Für die Neuerfindung des Autos plädieren Winfried Kretschmann und Winfried Hermann.
Die Automobilindustrie durchlebt gerade den tiefsten Umbruch ihrer Geschichte. Alles, was in den letzten Jahrzehnten selbstverständlich war, wird auf den Prüfstand gestellt und neu durchdacht. Das Automobil mit Verbrennungsmotor, von Carl Benz vor 130 Jahren zum Patent angemeldet, wird noch einmal neu erfunden. Dies könnte die Verhältnisse auf den Straßen der Welt komplett verändern.
Die Richtung dieser Entwicklung ist heute schon absehbar: Das Auto der Zukunft wird emissionsfrei und auch autonom fahren. Die Kreuzung dieser beiden Punkte wird das Automobil neu definieren. Es wird zum Bestandteil eines digital vernetzten Mobilitätssystems, in dem die Übergänge zu ÖPNV, Taxis, Carsharing oder Leihfahrrädern fließend werden.
Wir bewegen uns auf einen echten Systemwechsel zu, einschließlich einer grundlegenden Verschiebung der Nachfrage und Bedürfnisse der Kunden. Es geht um neue Geschäftsmodelle, die von den Automobilunternehmen verlangen, sich zu Mobilitätsanbietern zu entwickeln.
Für unser Land ist dieser Wandel eine große Chance. Wir können nicht nur einen entscheidenden Beitrag dazu leisten, das Klima zu schützen, den Verkehr sicherer zu machen und Staus aufzulösen. Unsere Unternehmen bringen auch alles dafür mit, um weiterhin Technologieführer zu bleiben.
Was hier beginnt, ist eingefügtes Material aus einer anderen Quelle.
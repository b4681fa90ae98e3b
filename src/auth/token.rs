//! Bearer token issuing and verification
//!
//! Uses HMAC-signed tokens. No server-side token storage and no
//! revocation list: a token stays valid for its full lifetime.

use chrono::{DateTime, Duration, Utc};
use serde::{Deserialize, Serialize};

/// Access token payload
///
/// Embedded in the signed bearer token. Carries the user id and the
/// validity window.
#[derive(Debug, Clone, Serialize, Deserialize)]
pub struct AccessToken {
    /// Id of the authenticated user
    pub user_id: String,
    /// When the token was issued
    pub issued_at: DateTime<Utc>,
    /// When the token expires
    pub expires_at: DateTime<Utc>,
}

impl AccessToken {
    /// Check if the token is expired
    pub fn is_expired(&self) -> bool {
        self.expires_at < Utc::now()
    }
}

/// Issue a signed access token for a user
///
/// Token format: base64(payload).base64(hmac_sha256(payload))
///
/// # Arguments
/// * `user_id` - Id of the user the token authenticates
/// * `secret` - HMAC secret key
/// * `max_age_seconds` - Token lifetime from now
///
/// # Returns
/// Signed token string
pub fn issue_access_token(
    user_id: &str,
    secret: &str,
    max_age_seconds: i64,
) -> Result<String, crate::error::AppError> {
    use base64::{Engine as _, engine::general_purpose};
    use hmac::{Hmac, Mac};
    use sha2::Sha256;

    let now = Utc::now();
    let token = AccessToken {
        user_id: user_id.to_string(),
        issued_at: now,
        expires_at: now + Duration::seconds(max_age_seconds),
    };

    // 1. Serialize payload to JSON
    let payload =
        serde_json::to_string(&token).map_err(|e| crate::error::AppError::Internal(e.into()))?;

    // 2. Base64 encode the payload
    let payload_b64 = general_purpose::URL_SAFE_NO_PAD.encode(payload.as_bytes());

    // 3. Create HMAC-SHA256 signature
    type HmacSha256 = Hmac<Sha256>;
    let mut mac = HmacSha256::new_from_slice(secret.as_bytes())
        .map_err(|e| crate::error::AppError::Encryption(e.to_string()))?;
    mac.update(payload_b64.as_bytes());
    let signature = mac.finalize().into_bytes();
    let signature_b64 = general_purpose::URL_SAFE_NO_PAD.encode(signature);

    // 4. Return "{payload}.{signature}"
    Ok(format!("{}.{}", payload_b64, signature_b64))
}

/// Verify and decode an access token
///
/// # Arguments
/// * `token` - Token string to verify
/// * `secret` - HMAC secret key
///
/// # Returns
/// Decoded token if valid
///
/// # Errors
/// Returns Unauthorized if the token is malformed, tampered with,
/// or expired
pub fn verify_access_token(
    token: &str,
    secret: &str,
) -> Result<AccessToken, crate::error::AppError> {
    use base64::{Engine as _, engine::general_purpose};
    use hmac::{Hmac, Mac};
    use sha2::Sha256;

    // 1. Split token into payload and signature
    let parts: Vec<&str> = token.split('.').collect();
    if parts.len() != 2 {
        return Err(crate::error::AppError::Unauthorized);
    }

    let payload_b64 = parts[0];
    let signature_b64 = parts[1];

    // 2. Verify HMAC signature
    type HmacSha256 = Hmac<Sha256>;
    let mut mac = HmacSha256::new_from_slice(secret.as_bytes())
        .map_err(|e| crate::error::AppError::Encryption(e.to_string()))?;
    mac.update(payload_b64.as_bytes());

    let expected_signature = general_purpose::URL_SAFE_NO_PAD
        .decode(signature_b64)
        .map_err(|_| crate::error::AppError::Unauthorized)?;

    mac.verify_slice(&expected_signature)
        .map_err(|_| crate::error::AppError::Unauthorized)?;

    // 3. Decode and deserialize payload
    let payload_bytes = general_purpose::URL_SAFE_NO_PAD
        .decode(payload_b64)
        .map_err(|_| crate::error::AppError::Unauthorized)?;

    let payload_str =
        String::from_utf8(payload_bytes).map_err(|_| crate::error::AppError::Unauthorized)?;

    let token: AccessToken =
        serde_json::from_str(&payload_str).map_err(|_| crate::error::AppError::Unauthorized)?;

    // 4. Check expiry
    if token.is_expired() {
        return Err(crate::error::AppError::Unauthorized);
    }

    Ok(token)
}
Aber seien wir ehrlich: Es ist auch eine gewaltige Herausforderung. Noch sind wir vom Verkauf und Export des Autos mit Verbrennungsmotor, fossilen Kraftstoffen und Fahrer abhängig. Der Wandel ist disruptiv und muss "im vollen Lauf" vollzogen werden. Es geht um Hunderttausende Arbeitsplätze, und es geht um den Wohlstand ganzer Regionen. Die Sache ist ernst, das muss allen klar sein.
Enormer Handlungsdruck Unsere Automobilhersteller haben die Herausforderung erkannt. Sie erkunden neue Geschäftsfelder und bieten Schritt für Schritt nicht mehr nur Automobile, sondern, Beispiel Car2go, auch Mobilität an. Und sie erhöhen den Anteil von Elektroautos.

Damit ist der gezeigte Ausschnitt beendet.